Resources for Patients and their Families

Long Island, New York

Long Island is an island in New York State, east of Manhattan. It runs northeast from New York Harbor, between Long Island Sound to the north and the Atlantic Ocean to the south. Long Island is made up of four counties - the New York City boroughs of Queens and Brooklyn, along with Nassau and Suffolk counties. In contemporary usage, the name Long Island generally refers only to Nassau and Suffolk counties, as distinct from New York City. Long Island's nearly 7,500,000 residents are divided among widely-varying communities, from the 19th century factories and modern cityscapes of the western boroughs, to the fishing villages, wealthy resort towns and beaches of the east end.
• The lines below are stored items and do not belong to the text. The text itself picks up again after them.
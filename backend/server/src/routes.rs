use std::sync::Arc;

use axum::{
    Json,
    extract::{Query, State, rejection::JsonRejection},
    http::StatusCode,
    response::IntoResponse,
};
use chrono::{SubsecRound, Utc};
use registry::{COMMON_DISEASES, CityEntry, Disease};
use serde_json::{Value, json};
use tracing::{info, warn};

use crate::{
    analytics::Summary,
    error::{AppError, ValidationError},
    models::{
        AggregatedLocation, Alert, CaseReport, CityQuery, HistoricalQuery, NewCase, ResetCommand,
    },
    operations, reporting,
    state::AppState,
};

type SharedState = State<Arc<AppState>>;

pub async fn health_handler() -> impl IntoResponse {
    (StatusCode::OK, "ok")
}

pub async fn list_cases_handler(
    State(state): SharedState,
) -> Result<Json<Vec<CaseReport>>, AppError> {
    operations::list_cases(&state.store).await.map(Json)
}

pub async fn submit_case_handler(
    State(state): SharedState,
    payload: Result<Json<NewCase>, JsonRejection>,
) -> Result<Json<CaseReport>, AppError> {
    let Json(input) = payload.map_err(|e| {
        warn!("Unreadable case payload: {e}");
        ValidationError::MalformedPayload
    })?;

    let now = Utc::now().trunc_subsecs(3);
    let report = reporting::submit(&state.store, &state.cities, &state.ids, input, now).await?;

    Ok(Json(report))
}

pub async fn historical_handler(
    State(state): SharedState,
    Query(query): Query<HistoricalQuery>,
) -> Result<Json<Vec<CaseReport>>, AppError> {
    operations::list_historical(&state.store, query)
        .await
        .map(Json)
}

pub async fn alerts_handler(State(state): SharedState) -> Result<Json<Vec<Alert>>, AppError> {
    operations::list_alerts(&state.store, Utc::now())
        .await
        .map(Json)
}

pub async fn map_handler(
    State(state): SharedState,
) -> Result<Json<Vec<AggregatedLocation>>, AppError> {
    operations::map_view(&state.store).await.map(Json)
}

pub async fn analytics_handler(State(state): SharedState) -> Result<Json<Summary>, AppError> {
    operations::analytics(&state.store, Utc::now())
        .await
        .map(Json)
}

pub async fn cities_handler(
    State(state): SharedState,
    Query(query): Query<CityQuery>,
) -> Json<Vec<&'static CityEntry>> {
    Json(state.cities.search(&query.query))
}

pub async fn diseases_handler() -> Json<&'static [Disease]> {
    let diseases: &'static [Disease] = &COMMON_DISEASES;

    Json(diseases)
}

pub async fn reset_handler(
    State(state): SharedState,
    payload: Result<Json<ResetCommand>, JsonRejection>,
) -> Result<Json<Value>, AppError> {
    let command = payload
        .map(|Json(reset)| reset.command)
        .map_err(|_| ValidationError::InvalidCommand)?;

    let removed = operations::reset_store(&state.store, &command).await?;
    info!("Reset requested, {removed} reports removed");

    Ok(Json(json!({ "message": "Database reset successful" })))
}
European settlement in Long Island began in the early 17th century, with Dutch settlers establishing themselves in the west, and English Puritans from New England in the east. Through most of the 19th century, Long Island remained rural and agricultural. The Brooklyn Bridge provided the first permanent link to the continental United States in 1883. Railroads, bridges and tunnels made travel between Long Island and New York City faster and easier, and the towns in central Long Island soon became commuter suburbs. After World War II, City planners like Robert Moses and William Levitt developed highways, parks and housing in Nassau County, which was the fastest-growing county in the country between the 1950s and 1970s. Industry was not neglected; Long Island was a prominent aviation center in the 20th century, home to Grumman Aircraft, Republic Aviation and Fairchild Aviation Corporation. Long Island is also known for its research and high-tech facilities. Brookhaven National Laboratory, which opened in 1947 on the site of a former army base, employs nearly 3,000 researchers in nuclear physics, chemistry, environmental sciences and other disciplines. Stony Brook University and Cold Spring Harbor Laboratory also conduct medical and scientific research.
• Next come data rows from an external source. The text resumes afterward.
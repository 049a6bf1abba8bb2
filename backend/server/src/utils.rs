use std::sync::atomic::{AtomicI64, Ordering};

use chrono::{DateTime, NaiveDate, Utc};

/// Accepts `YYYY-MM-DD` or an RFC 3339 datetime, keeping only the date.
pub fn parse_date(input: &str) -> Option<NaiveDate> {
    let input = input.trim();

    NaiveDate::parse_from_str(input, "%Y-%m-%d")
        .ok()
        .or_else(|| {
            DateTime::parse_from_rfc3339(input)
                .ok()
                .map(|datetime| datetime.date_naive())
        })
}

/// `None` for absent or whitespace-only values.
pub fn present(value: Option<String>) -> Option<String> {
    value.filter(|v| !v.trim().is_empty())
}

/// Report ids from creation-time epoch milliseconds, bumped so they never repeat or go
/// backwards. Start from [`IdGenerator::resume_after`] to continue past ids already stored.
#[derive(Debug, Default)]
pub struct IdGenerator {
    last: AtomicI64,
}

impl IdGenerator {
    pub fn new() -> Self {
        Self::default()
    }

    /// Generator whose ids all come after `last`.
    pub fn resume_after(last: i64) -> Self {
        Self {
            last: AtomicI64::new(last),
        }
    }

    pub fn next(&self, now: DateTime<Utc>) -> String {
        let millis = now.timestamp_millis();

        let previous = self
            .last
            .fetch_update(Ordering::SeqCst, Ordering::SeqCst, |last| {
                Some(millis.max(last + 1))
            })
            .unwrap_or_else(|last| last);

        millis.max(previous + 1).to_string()
    }
}

#[cfg(test)]
mod tests {
    use chrono::TimeZone;

    use super::*;

    #[test]
    fn test_parse_plain_date() {
        assert_eq!(
            parse_date("2024-01-01"),
            NaiveDate::from_ymd_opt(2024, 1, 1)
        );
        assert_eq!(
            parse_date("  2024-12-31 "),
            NaiveDate::from_ymd_opt(2024, 12, 31)
        );
    }

    #[test]
    fn test_parse_rfc3339() {
        assert_eq!(
            parse_date("2024-03-10T18:45:00Z"),
            NaiveDate::from_ymd_opt(2024, 3, 10)
        );
        assert_eq!(
            parse_date("2024-03-10T23:59:59+05:30"),
            NaiveDate::from_ymd_opt(2024, 3, 10)
        );
    }

    #[test]
    fn test_parse_garbage() {
        assert_eq!(parse_date(""), None);
        assert_eq!(parse_date("yesterday"), None);
        assert_eq!(parse_date("2024-13-01"), None);
        assert_eq!(parse_date("01/02/2024"), None);
    }

    #[test]
    fn test_present() {
        assert_eq!(present(None), None);
        assert_eq!(present(Some(String::new())), None);
        assert_eq!(present(Some("   ".to_string())), None);
        assert_eq!(present(Some("Dengue".to_string())), Some("Dengue".to_string()));
    }

    #[test]
    fn test_ids_strictly_increase() {
        let ids = IdGenerator::new();
        let now = Utc.with_ymd_and_hms(2024, 1, 1, 0, 0, 0).unwrap();
        let millis = now.timestamp_millis();

        assert_eq!(ids.next(now), millis.to_string());
        assert_eq!(ids.next(now), (millis + 1).to_string());
        assert_eq!(ids.next(now), (millis + 2).to_string());

        let later = now + chrono::Duration::seconds(1);
        assert_eq!(ids.next(later), later.timestamp_millis().to_string());
    }

    #[test]
    fn test_resumed_ids_skip_past_last() {
        let now = Utc.with_ymd_and_hms(2024, 1, 1, 0, 0, 0).unwrap();
        let ahead = now.timestamp_millis() + 5;

        let ids = IdGenerator::resume_after(ahead);
        assert_eq!(ids.next(now), (ahead + 1).to_string());

        let ids = IdGenerator::resume_after(0);
        assert_eq!(ids.next(now), now.timestamp_millis().to_string());
    }
}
Long Island's history encompasses a wide range of industrial and construction activity, making asbestos exposure an ongoing concern. We have identified a number of Long Island jobsites where asbestos exposure has occurred. If you or a loved one were diagnosed with asbestos cancer in Long Island, you should also consider contacting an asbestos attorney.
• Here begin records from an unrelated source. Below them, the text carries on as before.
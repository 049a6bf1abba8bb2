use serde::Serialize;

/// A suggested disease for the report form.
#[derive(Debug, Clone, Copy, PartialEq, Eq, Serialize)]
pub struct Disease {
    pub id: &'static str,
    pub name: &'static str,
    pub description: &'static str,
}

pub static COMMON_DISEASES: [Disease; 8] = [
    Disease {
        id: "covid19",
        name: "COVID-19",
        description: "Viral respiratory illness",
    },
    Disease {
        id: "dengue",
        name: "Dengue",
        description: "Mosquito-borne viral infection",
    },
    Disease {
        id: "malaria",
        name: "Malaria",
        description: "Parasitic infection spread by mosquitoes",
    },
    Disease {
        id: "tuberculosis",
        name: "Tuberculosis",
        description: "Bacterial infection affecting lungs",
    },
    Disease {
        id: "cholera",
        name: "Cholera",
        description: "Bacterial infection causing severe diarrhea",
    },
    Disease {
        id: "influenza",
        name: "Influenza",
        description: "Seasonal flu virus",
    },
    Disease {
        id: "typhoid",
        name: "Typhoid",
        description: "Bacterial infection from contaminated food/water",
    },
    Disease {
        id: "zika",
        name: "Zika Virus",
        description: "Mosquito-borne viral disease",
    },
];
use std::{env, fmt::Display, str::FromStr};

use tracing::{info, warn};

pub const DEFAULT_PORT: u16 = 8000;
pub const DEFAULT_DATABASE_URL: &str = "sqlite://disease_tracker.db";
pub const DEFAULT_MAX_CONNECTIONS: u32 = 5;
pub const DEFAULT_ALLOWED_ORIGINS: &str = "http://localhost:5173,http://localhost:4173";

#[derive(Debug, Clone)]
pub struct Config {
    pub port: u16,
    pub database_url: String,
    pub max_connections: u32,
    pub allowed_origins: Vec<String>,
}

impl Default for Config {
    fn default() -> Self {
        Self {
            port: DEFAULT_PORT,
            database_url: DEFAULT_DATABASE_URL.to_string(),
            max_connections: DEFAULT_MAX_CONNECTIONS,
            allowed_origins: split_origins(DEFAULT_ALLOWED_ORIGINS),
        }
    }
}

impl Config {
    pub fn load() -> Self {
        Self {
            port: try_load("PORT", DEFAULT_PORT),
            database_url: try_load("DATABASE_URL", DEFAULT_DATABASE_URL.to_string()),
            max_connections: try_load("DATABASE_MAX_CONNECTIONS", DEFAULT_MAX_CONNECTIONS),
            allowed_origins: split_origins(&try_load(
                "ALLOWED_ORIGINS",
                DEFAULT_ALLOWED_ORIGINS.to_string(),
            )),
        }
    }
}

fn var(key: &str) -> Option<String> {
    env::var(key).ok()
}

fn try_load<T>(key: &str, default: T) -> T
where
    T: FromStr + Display,
    T::Err: Display,
{
    let Some(raw) = var(key) else {
        info!("{key} not set, using default: {default}");
        return default;
    };

    raw.trim().parse().unwrap_or_else(|e| {
        warn!("Invalid {key} value {raw:?}: {e}, using default: {default}");
        default
    })
}

fn split_origins(raw: &str) -> Vec<String> {
    raw.split(',')
        .map(str::trim)
        .filter(|origin| !origin.is_empty())
        .map(str::to_string)
        .collect()
}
Asbestos Exposure at Jobsites in Long Island

The Mesothelioma Cancer Alliance has compiled information obtained from a number of sources to identify the following jobsites in Long Island where asbestos exposure was known to have occurred. These sites are listed below.

  • A.C. Horn
  • Astoria Light Heat and Power
  • Breyers Ice Cream
  • Brookhaven National Labs
  • Brookside Utility
  • Cary Insulation
  • Clayburn Contracting Corp
  • Colonial Sand & Stone
  • Columbia University
  • Consolidated Edison Company
  • Elmhurst Hospital
  • First National City Bank
  • Flynn Power Plant
  • Galvin Jerry Inc
  • Grumman Aircraft
  • Holiday Park, Selden
  • JFK International Airport
  • Liquid Carbonic Corporation
  • Long Island City Service Gasoline
  • Long Island Housing Projects
  • Long Island Lighting Company
  • Long Island Powerhouse
  • Long Island Shipyard
  • Mack - International Motor Truck Corp
  • Matthew Balich Corporation
  • Merrick Refuse Disposal
  • National Container Corporation
  • Nusen Shipyard
  • Our Lady of Perpetual Help Church
  • Pepsi Coal Company
  • Polarad Electronics Corporation
  • Shoreham Powerhouse
  • The Van Iderstine Company
  • Tompkin's residence
  • Town of Oyster Bay

Long Island Railroad

Commuter railroads are an important part of the mass transit system of New York City. For those who live outside the city's borders and are reluctant to brave the traffic wars typical of the city's highways and bridges, commuter rail lines offer a convenient and affordable alternative. For residents of Long Island, the Long Island Railroad provides this type of convenient service in and out of several New York City subway stations. The Long Island Railroad services more than 300,000 passengers a day over 700 miles of track and more than a 100 stations. It is an integral component in the daily lives of many Long Islanders, ensuring that they reach their destination quickly and conveniently.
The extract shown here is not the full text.